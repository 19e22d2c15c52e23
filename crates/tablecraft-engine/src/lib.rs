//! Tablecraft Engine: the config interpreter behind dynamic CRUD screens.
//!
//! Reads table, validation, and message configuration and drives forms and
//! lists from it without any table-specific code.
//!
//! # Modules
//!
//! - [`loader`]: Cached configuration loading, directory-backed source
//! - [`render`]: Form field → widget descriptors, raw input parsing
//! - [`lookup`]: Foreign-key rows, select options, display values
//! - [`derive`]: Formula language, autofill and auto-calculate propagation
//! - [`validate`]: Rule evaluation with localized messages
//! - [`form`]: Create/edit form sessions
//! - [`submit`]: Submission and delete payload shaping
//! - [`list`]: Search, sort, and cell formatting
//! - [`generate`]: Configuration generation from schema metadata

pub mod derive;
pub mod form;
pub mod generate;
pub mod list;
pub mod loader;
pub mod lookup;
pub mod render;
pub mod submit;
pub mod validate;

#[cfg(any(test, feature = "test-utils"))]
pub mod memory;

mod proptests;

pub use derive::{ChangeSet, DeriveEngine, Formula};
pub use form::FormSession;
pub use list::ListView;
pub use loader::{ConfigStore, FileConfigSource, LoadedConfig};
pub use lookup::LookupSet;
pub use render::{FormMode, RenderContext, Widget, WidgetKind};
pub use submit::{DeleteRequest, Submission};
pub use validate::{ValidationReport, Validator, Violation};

--------------------

WHAT THE TASK REQUIRES:
In the records above, find the line with "pub mod validate;"; write out exactly that line and each one after it, stopping after the line with "pub use list::ListView;".

RESPONSE:
pub mod validate;

#[cfg(any(test, feature = "test-utils"))]
pub mod memory;

mod proptests;

pub use derive::{ChangeSet, DeriveEngine, Formula};
pub use form::FormSession;
pub use list::ListView;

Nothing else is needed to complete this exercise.